### DATA SHOWN ###

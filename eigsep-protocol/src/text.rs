//! Whitespace-delimited decimal lines

use heapless::Vec;

use eigsep_core::sensor::RawPair;

use crate::decoder::ProtocolError;

/// Longest accepted line, excluding the newline
pub const MAX_LINE_LEN: usize = 64;

/// Parse one line (without the newline) into a raw pair
pub fn parse_line(line: &[u8]) -> Result<RawPair, ProtocolError> {
    let line = core::str::from_utf8(line).map_err(|_| ProtocolError::InvalidUtf8)?;
    let mut fields = line.split_ascii_whitespace();

    let mut next = || -> Result<i64, ProtocolError> {
        fields
            .next()
            .ok_or(ProtocolError::WrongFieldCount)?
            .parse()
            .map_err(|_| ProtocolError::InvalidNumber)
    };
    let az = next()?;
    let alt = next()?;

    if fields.next().is_some() {
        return Err(ProtocolError::WrongFieldCount);
    }
    Ok(RawPair::new(az, alt))
}

/// Line-buffering decoder
#[derive(Debug, Clone, Default)]
pub struct LineDecoder {
    buffer: Vec<u8, MAX_LINE_LEN>,
    /// Dropping bytes until the next newline after an overflow
    discarding: bool,
}

impl LineDecoder {
    pub fn new() -> Self {
        Self::default()
    }

    pub fn reset(&mut self) {
        self.buffer.clear();
        self.discarding = false;
    }

    /// Feed one byte
    ///
    /// Blank lines (including the `\r` of CRLF endings) are skipped.
    pub fn feed(&mut self, byte: u8) -> Option<Result<RawPair, ProtocolError>> {
        match byte {
            b'\n' => {
                if self.discarding {
                    self.reset();
                    return None;
                }
                let result = if self.buffer.iter().all(u8::is_ascii_whitespace) {
                    None
                } else {
                    Some(parse_line(&self.buffer))
                };
                self.buffer.clear();
                result
            }
            _ if self.discarding => None,
            _ => {
                if self.buffer.push(byte).is_err() {
                    self.buffer.clear();
                    self.discarding = true;
                    return Some(Err(ProtocolError::LineTooLong));
                }
                None
            }
        }
    }
}

#[cfg(test)]
mod tests {
    use super::*;
    use proptest::prelude::*;

    fn decode_all(decoder: &mut LineDecoder, bytes: &[u8]) -> std::vec::Vec<Result<RawPair, ProtocolError>> {
        bytes.iter().filter_map(|&b| decoder.feed(b)).collect()
    }

    #[test]
    fn test_parse_line() {
        assert_eq!(parse_line(b"100 200"), Ok(RawPair::new(100, 200)));
        assert_eq!(parse_line(b"  -5\t7 "), Ok(RawPair::new(-5, 7)));
        assert_eq!(parse_line(b"100"), Err(ProtocolError::WrongFieldCount));
        assert_eq!(parse_line(b"1 2 3"), Err(ProtocolError::WrongFieldCount));
        assert_eq!(parse_line(b"1 x"), Err(ProtocolError::InvalidNumber));
        assert_eq!(parse_line(&[0xff, b' ', b'1']), Err(ProtocolError::InvalidUtf8));
    }

    #[test]
    fn test_stream_with_crlf_and_blank_lines() {
        let mut decoder = LineDecoder::new();
        let got = decode_all(&mut decoder, b"1 2\r\n\n3 4\n");
        assert_eq!(got, [Ok(RawPair::new(1, 2)), Ok(RawPair::new(3, 4))]);
    }

    #[test]
    fn test_partial_line_waits() {
        let mut decoder = LineDecoder::new();
        assert!(decode_all(&mut decoder, b"12 3").is_empty());
        assert_eq!(decode_all(&mut decoder, b"4\n"), [Ok(RawPair::new(12, 34))]);
    }

    #[test]
    fn test_overflow_resyncs_on_newline() {
        let mut decoder = LineDecoder::new();
        let mut bytes = std::vec![b'9'; MAX_LINE_LEN + 10];
        bytes.extend_from_slice(b"\n5 6\n");

        let got = decode_all(&mut decoder, &bytes);
        assert_eq!(got, [Err(ProtocolError::LineTooLong), Ok(RawPair::new(5, 6))]);
    }

    #[test]
    fn test_malformed_line_does_not_poison_stream() {
        let mut decoder = LineDecoder::new();
        let got = decode_all(&mut decoder, b"garbage\n7 8\n");
        assert_eq!(got, [Err(ProtocolError::InvalidNumber), Ok(RawPair::new(7, 8))]);
    }

    proptest! {
        #[test]
        fn prop_decodes_any_pair(az in 0i64..(10 * 65_535), alt in 0i64..(10 * 65_535)) {
            let mut decoder = LineDecoder::new();
            let line = std::format!("{} {}\n", az, alt);
            let got = decode_all(&mut decoder, line.as_bytes());
            prop_assert_eq!(got, std::vec![Ok(RawPair::new(az, alt))]);
        }
    }
}
//! Control activity
//!
//! One tick, in order:
//!
//! 1. driver fault check
//! 2. limit supervision on a consistent sensor snapshot
//! 3. soft-limit reversal requests (debounced)
//! 4. stall monitoring, optionally escalated to forced reversals
//! 5. debounced escape for latched axes that are stalled or at a soft limit
//! 6. optional PID trim toward a target voltage
//!
//! Every direction change the controller issues re-seeds the estimator
//! of that axis, so stale samples from before the change cannot latch a
//! limit against the new command.

use core::fmt::Debug;

use embassy_futures::select::{select, Either};
use embassy_time::{Duration, Instant, Ticker, Timer};

use eigsep_core::config::{
    AxisRanges, ControlConfig, RegulatorConfig, StallConfig, SupervisorConfig,
};
use eigsep_core::control::VelocityRegulator;
use eigsep_core::safety::StallMonitor;
use eigsep_core::sensor::Direction;
use eigsep_core::state::EventSink;
use eigsep_core::supervisor::{AxisReading, LimitState, LimitSupervisor, SupervisorAction};
use eigsep_core::traits::MotorBackend;
use eigsep_core::{Axis, AxisSet, PerAxis};

use crate::error::{ControllerError, ControllerResult};
use crate::shared::{SensorSnapshot, SharedState};

/// Result of one controller tick
#[derive(Debug, Clone, Copy, PartialEq, Eq, Default)]
pub struct TickOutcome {
    /// Axes force-reversed this tick
    pub forced: AxisSet,
    /// Driver reported a fault
    pub fault: bool,
}

/// Settings the controller is built from
#[derive(Debug, Clone, Copy, PartialEq)]
pub struct ControllerConfig {
    pub control: ControlConfig,
    pub supervisor: SupervisorConfig,
    pub stall: StallConfig,
    pub regulator: RegulatorConfig,
}

/// Controller step logic
pub struct Controller {
    control: ControlConfig,
    supervisor: LimitSupervisor,
    stall: StallMonitor,
    regulator: VelocityRegulator,
    regulate: bool,
    ranges: Option<AxisRanges>,
    supervise: bool,
}

impl Controller {
    pub fn new(config: &ControllerConfig, ranges: Option<AxisRanges>) -> Self {
        Self {
            control: config.control,
            supervisor: LimitSupervisor::new(config.supervisor),
            stall: StallMonitor::new(config.stall),
            regulator: VelocityRegulator::new(&config.regulator),
            regulate: config.regulator.is_active(),
            ranges,
            supervise: true,
        }
    }

    /// Controller that only watches for driver faults
    pub fn unsupervised(mut self) -> Self {
        self.supervise = false;
        self
    }

    pub fn is_supervising(&self) -> bool {
        self.supervise
    }

    pub fn supervisor(&self) -> &LimitSupervisor {
        &self.supervisor
    }

    pub fn stall(&self) -> &StallMonitor {
        &self.stall
    }

    pub fn period(&self) -> Duration {
        Duration::from_millis(self.control.period_ms as u64)
    }

    pub fn settle(&self) -> Duration {
        Duration::from_millis(self.supervisor.config().settle_ms as u64)
    }

    /// Run one tick against `snapshot`
    pub fn tick<M: MotorBackend>(
        &mut self,
        snapshot: &SensorSnapshot,
        motor: &mut M,
        shared: &SharedState,
        now_ms: u32,
        sink: &mut dyn EventSink,
    ) -> Result<TickOutcome, M::Error> {
        let mut outcome = TickOutcome {
            fault: motor.fault(sink)?,
            ..Default::default()
        };
        if !self.supervise {
            return Ok(outcome);
        }

        let readings = PerAxis::from_fn(|axis| {
            AxisReading::new(snapshot.directions[axis], snapshot.volts.map(|v| v[axis]))
        });
        let actions = self.supervisor.poll_all(
            readings,
            self.ranges.as_ref(),
            motor,
            &shared.limits,
            now_ms,
            sink,
        )?;
        for axis in Axis::ALL {
            if let SupervisorAction::ForceReversed { .. } = actions[axis] {
                outcome.forced.insert(axis);
                self.regulator.reset(axis);
                self.direction_changed(axis, shared);
            }
        }

        self.soft_limits(snapshot, motor, shared, outcome.forced, now_ms, sink)?;
        self.stalls(snapshot, motor, shared, &mut outcome, now_ms, sink)?;
        self.stuck(snapshot, motor, shared, now_ms, sink)?;
        if self.regulate {
            self.trim(snapshot, motor, shared, outcome.forced, now_ms, sink)?;
        }
        Ok(outcome)
    }

    fn soft_limits<M: MotorBackend>(
        &mut self,
        snapshot: &SensorSnapshot,
        motor: &mut M,
        shared: &SharedState,
        forced: AxisSet,
        now_ms: u32,
        sink: &mut dyn EventSink,
    ) -> Result<(), M::Error> {
        for axis in Axis::ALL {
            if !snapshot.reverse_requested[axis]
                || forced.contains(axis)
                || self.supervisor.is_active(axis)
            {
                continue;
            }
            // only an axis driving toward the end it reached
            let commanded = Direction::of_velocity(motor.velocity(axis));
            if commanded != snapshot.directions[axis] {
                continue;
            }
            // the sampler re-latches the request while the condition holds
            if !motor.should_reverse(axis, now_ms) {
                continue;
            }
            if motor.reverse(axis, false, now_ms, sink)?.is_reversed() {
                self.direction_changed(axis, shared);
            }
        }
        Ok(())
    }

    fn stalls<M: MotorBackend>(
        &mut self,
        snapshot: &SensorSnapshot,
        motor: &mut M,
        shared: &SharedState,
        outcome: &mut TickOutcome,
        now_ms: u32,
        sink: &mut dyn EventSink,
    ) -> Result<(), M::Error> {
        let mut stalled = false;
        for axis in Axis::ALL {
            if matches!(self.supervisor.state(axis), LimitState::Recovering { .. }) {
                self.stall.rearm(axis);
                continue;
            }
            stalled |= self.stall.update(
                axis,
                motor.velocity(axis),
                snapshot.directions[axis],
                now_ms,
                sink,
            );
        }

        if !stalled || !self.stall.config().reverse_on_stall {
            return Ok(());
        }
        for axis in Axis::ALL {
            if motor.velocity(axis) == 0
                || outcome.forced.contains(axis)
                || self.supervisor.is_active(axis)
            {
                continue;
            }
            motor.reverse(axis, true, now_ms, sink)?;
            outcome.forced.insert(axis);
            self.regulator.reset(axis);
            self.direction_changed(axis, shared);
        }
        Ok(())
    }

    fn stuck<M: MotorBackend>(
        &mut self,
        snapshot: &SensorSnapshot,
        motor: &mut M,
        shared: &SharedState,
        now_ms: u32,
        sink: &mut dyn EventSink,
    ) -> Result<(), M::Error> {
        for axis in Axis::ALL {
            if self.supervisor.state(axis) != LimitState::Latched {
                continue;
            }
            if !self.stall.is_stalled(axis) && !snapshot.reverse_requested[axis] {
                continue;
            }
            // stays latched until the debounce interval allows a reversal
            if !motor.should_reverse(axis, now_ms) {
                continue;
            }
            if self
                .supervisor
                .release_stuck(axis, motor, &shared.limits[axis], now_ms, sink)?
            {
                log::warn!("{}: stuck at limit, reversed", axis);
                self.regulator.reset(axis);
                self.direction_changed(axis, shared);
            }
        }
        Ok(())
    }

    fn trim<M: MotorBackend>(
        &mut self,
        snapshot: &SensorSnapshot,
        motor: &mut M,
        shared: &SharedState,
        forced: AxisSet,
        now_ms: u32,
        sink: &mut dyn EventSink,
    ) -> Result<(), M::Error> {
        let Some(volts) = snapshot.volts else {
            return Ok(());
        };
        let limits = motor.speed_limits();
        for axis in Axis::ALL {
            if forced.contains(axis) || self.supervisor.is_active(axis) {
                self.regulator.reset(axis);
                continue;
            }
            let Some(velocity) = self.regulator.command(axis, volts[axis], now_ms, limits) else {
                continue;
            };
            let current = motor.velocity(axis);
            if (velocity - current).abs() < self.control.trim_deadband {
                continue;
            }
            let applied = motor.set_axis_velocity(axis, velocity, sink)?;
            log::debug!("{}: trimmed velocity {} -> {}", axis, current, applied);
            if Direction::of_velocity(applied) != Direction::of_velocity(current) {
                self.direction_changed(axis, shared);
            }
        }
        Ok(())
    }

    fn direction_changed(&mut self, axis: Axis, shared: &SharedState) {
        shared.reseed(axis);
        self.stall.rearm(axis);
    }
}

/// Owns the motor backend and releases it exactly once
///
/// [`release`](Self::release) stops both axes and cleans up the backend.
/// Dropping an unreleased guard does the same, logging any error.
pub struct MotorGuard<M>
where
    M: MotorBackend,
    M::Error: Debug,
{
    motor: M,
    released: bool,
}

impl<M> MotorGuard<M>
where
    M: MotorBackend,
    M::Error: Debug,
{
    pub fn new(motor: M) -> Self {
        Self {
            motor,
            released: false,
        }
    }

    pub fn motor(&mut self) -> &mut M {
        &mut self.motor
    }

    pub fn is_released(&self) -> bool {
        self.released
    }

    /// Stop and clean up; later calls are no-ops
    pub fn release(&mut self) -> Result<(), M::Error> {
        if self.released {
            return Ok(());
        }
        self.released = true;
        // cleanup runs even when stop fails
        let stopped = self.motor.stop(AxisSet::BOTH);
        let cleaned = self.motor.cleanup();
        log::info!("Motors stopped and released");
        stopped.and(cleaned)
    }
}

impl<M> Drop for MotorGuard<M>
where
    M: MotorBackend,
    M::Error: Debug,
{
    fn drop(&mut self) {
        if let Err(err) = self.release() {
            log::error!("Motor release failed: {:?}", err);
        }
    }
}

/// Controller loop; returns once shutdown is requested or on a fatal error
///
/// The motors are released before returning, and shutdown is requested
/// so the sampler ends too.
pub async fn run_controller<M>(
    mut controller: Controller,
    guard: &mut MotorGuard<M>,
    shared: &SharedState,
    sink: &mut dyn EventSink,
) -> ControllerResult<()>
where
    M: MotorBackend,
    M::Error: Debug,
{
    log::info!(
        "Controller started (az {}, alt {}{})",
        guard.motor().velocity(Axis::Az),
        guard.motor().velocity(Axis::Alt),
        if controller.is_supervising() {
            ""
        } else {
            ", unsupervised"
        }
    );

    let mut ticker = Ticker::every(controller.period());
    let result = loop {
        if let Either::Second(()) = select(ticker.next(), shared.shutdown.wait()).await {
            log::info!("Shutdown requested");
            break Ok(());
        }

        let snapshot = shared.snapshot();
        let now_ms = Instant::now().as_millis() as u32;
        let outcome = match controller.tick(&snapshot, guard.motor(), shared, now_ms, sink) {
            Ok(outcome) => outcome,
            Err(err) => break Err(ControllerError::motor(err)),
        };
        if outcome.fault {
            break Err(ControllerError::Motor("driver fault".into()));
        }

        if !outcome.forced.is_empty() {
            // let the reversed motor get moving before the next evaluation
            if let Either::Second(()) =
                select(Timer::after(controller.settle()), shared.shutdown.wait()).await
            {
                log::info!("Shutdown requested");
                break Ok(());
            }
            ticker.reset();
        }
    };

    shared.shutdown.request();
    let released = guard.release().map_err(ControllerError::motor);
    result.and(released)
}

###

• **WHAT IS REQUIRED**: Exactly as written, please transcribe the lines from the start of the records above to the line that holds "excluding the newline", both ends included.

• **TASK RESPONSE**:
filename eigsep-protocol/src/text.rs
//! Whitespace-delimited decimal lines

use heapless::Vec;

use eigsep_core::sensor::RawPair;

use crate::decoder::ProtocolError;

/// Longest accepted line, excluding the newline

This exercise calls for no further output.